AADR cross-version GeneticID / MasterID join utility for ancient-DNA / population-genetics workflows.
Project description
aadr-resolve
AADR cross-version GeneticID / MasterID join utility for ancient-DNA and population-genetics workflows.
aadr-resolve reads AADR (Allen Ancient DNA Resource) .anno files
across one or more releases and resolves the cross-version sample-ID
join through the Master ID column — the part every ancient-DNA pipeline
currently re-implements with custom awk.

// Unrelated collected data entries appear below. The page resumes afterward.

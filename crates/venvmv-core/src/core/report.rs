use std::path::Path;

/// One-letter tags for the verbose change listing.
#[derive(Debug, Clone, Copy, PartialEq, Eq)]
pub(crate) enum ChangeTag {
    Activation,
    Script,
    Bytecode,
    Manifest,
    RemovedDir,
}

impl ChangeTag {
    fn letter(self) -> char {
        match self {
            ChangeTag::Activation => 'A',
            ChangeTag::Script => 'S',
            ChangeTag::Bytecode => 'B',
            ChangeTag::Manifest => 'P',
            ChangeTag::RemovedDir => 'D',
        }
    }

    fn describe(self) -> &'static str {
        match self {
            ChangeTag::Activation => "activation script",
            ChangeTag::Script => "script",
            ChangeTag::Bytecode => "bytecode cache",
            ChangeTag::Manifest => "path manifest",
            ChangeTag::RemovedDir => "directory",
        }
    }
}

/// Emits the per-file change listing.
///
/// Threaded through every rewriter so verbosity is explicit configuration
/// rather than process-wide state. The tagged lines are part of the stdout
/// contract; tracing events carry the same information for log consumers.
#[derive(Debug, Clone, Copy, Default)]
pub struct Reporter {
    verbose: bool,
}

impl Reporter {
    #[must_use]
    pub fn new(verbose: bool) -> Self {
        Self { verbose }
    }

    pub(crate) fn changed(&self, tag: ChangeTag, path: &Path) {
        tracing::debug!(kind = tag.describe(), path = %path.display(), "changed");
        if self.verbose {
            println!("{} {}", tag.letter(), path.display());
        }
    }

    /// Printed on the contract stream even without verbose mode, immediately
    /// before the underlying cache error propagates.
    pub(crate) fn cache_error(&self, path: &Path) {
        tracing::warn!(path = %path.display(), "unreadable bytecode cache");
        println!("Error in {}", path.display());
    }
}
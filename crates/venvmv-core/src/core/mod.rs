//! Internal implementation modules for `venvmv-core`.
//!
//! Most callers should go through `venvmv_core::api` rather than importing
//! these modules directly.

pub mod activation;
pub mod error;
pub mod fs;
pub mod layout;
pub mod pth;
pub mod pyc;
pub mod pyvenv;
pub mod relocate;
pub mod report;
pub mod scripts;
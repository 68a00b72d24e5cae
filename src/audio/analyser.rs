//! Spectrum analysis: time-domain samples → byte magnitudes per frequency bin.
//!
//! One read per rendered frame. Magnitudes are smoothed against the previous read,
//! converted to decibels and mapped linearly from `[min_decibels, max_decibels]`
//! onto `0..=255`.

use rustfft::{num_complex::Complex, Fft, FftPlanner};
use std::f32::consts::PI;
use std::sync::Arc;

use super::tap::SampleTap;
use crate::params::AnalyserConfig;

/// Hann window function for FFT analysis
pub fn hann_window(index: usize, size: usize) -> f32 {
    0.5 * (1.0 - ((2.0 * PI * index as f32) / (size as f32 - 1.0)).cos())
}

pub struct Analyser {
    config: AnalyserConfig,
    fft: Arc<dyn Fft<f32>>,
    window: Vec<f32>,
    samples: Vec<f32>,
    spectrum: Vec<Complex<f32>>,
    /// Smoothed linear magnitude per bin
    smoothed: Vec<f32>,
    bytes: Vec<u8>,
}

impl Analyser {
    /// `config` must already be validated
    pub fn new(config: AnalyserConfig) -> Self {
        let size = config.fft_size;
        let bins = config.bin_count();

        let mut planner = FftPlanner::new();
        let fft = planner.plan_fft_forward(size);

        Self {
            window: (0..size).map(|i| hann_window(i, size)).collect(),
            samples: vec![0.0; size],
            spectrum: vec![Complex::new(0.0, 0.0); size],
            smoothed: vec![0.0; bins],
            bytes: vec![0; bins],
            fft,
            config,
        }
    }

    pub fn bin_count(&self) -> usize {
        self.config.bin_count()
    }

    /// Analyse the newest window held by `tap`. Missing history reads as silence.
    pub fn byte_frequency_data(&mut self, tap: &SampleTap) -> &[u8] {
        let mut samples = std::mem::take(&mut self.samples);
        tap.latest(&mut samples);
        self.process(&samples);
        self.samples = samples;
        &self.bytes
    }

    /// Analyse exactly `fft_size` samples.
    pub fn process(&mut self, samples: &[f32]) -> &[u8] {
        let size = self.config.fft_size;
        debug_assert_eq!(samples.len(), size);

        for ((slot, &s), &w) in self.spectrum.iter_mut().zip(samples).zip(&self.window) {
            *slot = Complex::new(s * w, 0.0);
        }
        self.fft.process(&mut self.spectrum);

        let tau = self.config.smoothing_time_constant;
        let min_db = self.config.min_decibels;
        let range_scale = 1.0 / (self.config.max_decibels - min_db);

        for (k, byte) in self.bytes.iter_mut().enumerate() {
            let magnitude = self.spectrum[k].norm() / size as f32;
            let smoothed = tau * self.smoothed[k] + (1.0 - tau) * magnitude;
            // Keep denormals and non-finite input from sticking in the history
            self.smoothed[k] = if smoothed.is_finite() { smoothed } else { 0.0 };

            let db = 20.0 * self.smoothed[k].log10();
            let scaled = 255.0 * (db - min_db) * range_scale;
            *byte = if scaled.is_nan() {
                0
            } else {
                scaled.clamp(0.0, 255.0) as u8
            };
        }

        &self.bytes
    }

    /// Forget smoothing history (used when the capture device changes)
    pub fn reset(&mut self) {
        self.smoothed.fill(0.0);
        self.bytes.fill(0);
    }
}

#[cfg(test)]
mod tests {
    use super::*;

    fn tone(bin: usize, amplitude: f32, size: usize) -> Vec<f32> {
        (0..size)
            .map(|i| amplitude * (2.0 * PI * bin as f32 * i as f32 / size as f32).sin())
            .collect()
    }

    #[test]
    fn test_hann_window() {
        let size = 1024;

        // Hann window should be 0 at edges, 1 at center
        assert!((hann_window(0, size) - 0.0).abs() < 0.01);
        assert!((hann_window(size - 1, size) - 0.0).abs() < 0.01);
        assert!((hann_window(size / 2, size) - 1.0).abs() < 0.01);
    }

    #[test]
    fn test_silence_maps_to_zero() {
        let mut analyser = Analyser::new(AnalyserConfig::default());
        let bytes = analyser.process(&vec![0.0; 256]);
        assert_eq!(bytes.len(), 128);
        assert!(bytes.iter().all(|&b| b == 0));
    }

    #[test]
    fn test_loud_low_tone_saturates_its_bin() {
        let mut analyser = Analyser::new(AnalyserConfig::default());
        let bytes = analyser.process(&tone(4, 1.0, 256)).to_vec();

        // 0.25 magnitude × 0.7 first-read weight ≈ -15 dB, above the -30 dB ceiling
        assert_eq!(bytes[4], 255);
        assert!(bytes[100] < bytes[4]);
    }

    #[test]
    fn test_smoothing_decays_after_tone_stops() {
        let mut analyser = Analyser::new(AnalyserConfig::default());
        analyser.process(&tone(4, 0.01, 256));
        let loud = analyser.process(&tone(4, 0.01, 256))[4];
        let fading = analyser.process(&vec![0.0; 256])[4];

        // History keeps 30% of the previous magnitude, roughly 10.5 dB down
        assert!(fading > 0);
        assert!(fading < loud);
    }

    #[test]
    fn test_reads_newest_window_from_tap() {
        let mut analyser = Analyser::new(AnalyserConfig::default());
        let tap = SampleTap::new(1024);

        tap.push_interleaved(&vec![0.0; 512], 1);
        tap.push_interleaved(&tone(4, 1.0, 256), 1);

        assert_eq!(analyser.byte_frequency_data(&tap)[4], 255);
    }

    #[test]
    fn test_reset_clears_history() {
        let mut analyser = Analyser::new(AnalyserConfig::default());
        analyser.process(&tone(4, 1.0, 256));
        analyser.reset();
        assert!(analyser.process(&vec![0.0; 256]).iter().all(|&b| b == 0));
    }
}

It handles AADR's progressive
de-anonymization (I0001 in v44.3 → Loschbour.AG in v66) and the
periodic Master-ID renames (9-18 per consecutive version pair; ~62
cumulative v44.3 → v66.0) automatically.
The HLD pins behavior and the LLD pins implementation; both live in the companion wiki:
- HLD:
cs-wiki/projects/aadr-resolve.md - LLD:
cs-wiki/projects/aadr-resolve-lld.md - Bench-verify report:
cs-wiki/projects/aadr-resolve-bench-verify.md
Install
pip install aadr-resolve
Requires Python 3.11+. Dependencies: pandas 2.x, click 8.x, PyYAML 6.x.
Quickstart
Resolve a single sample across two AADR releases.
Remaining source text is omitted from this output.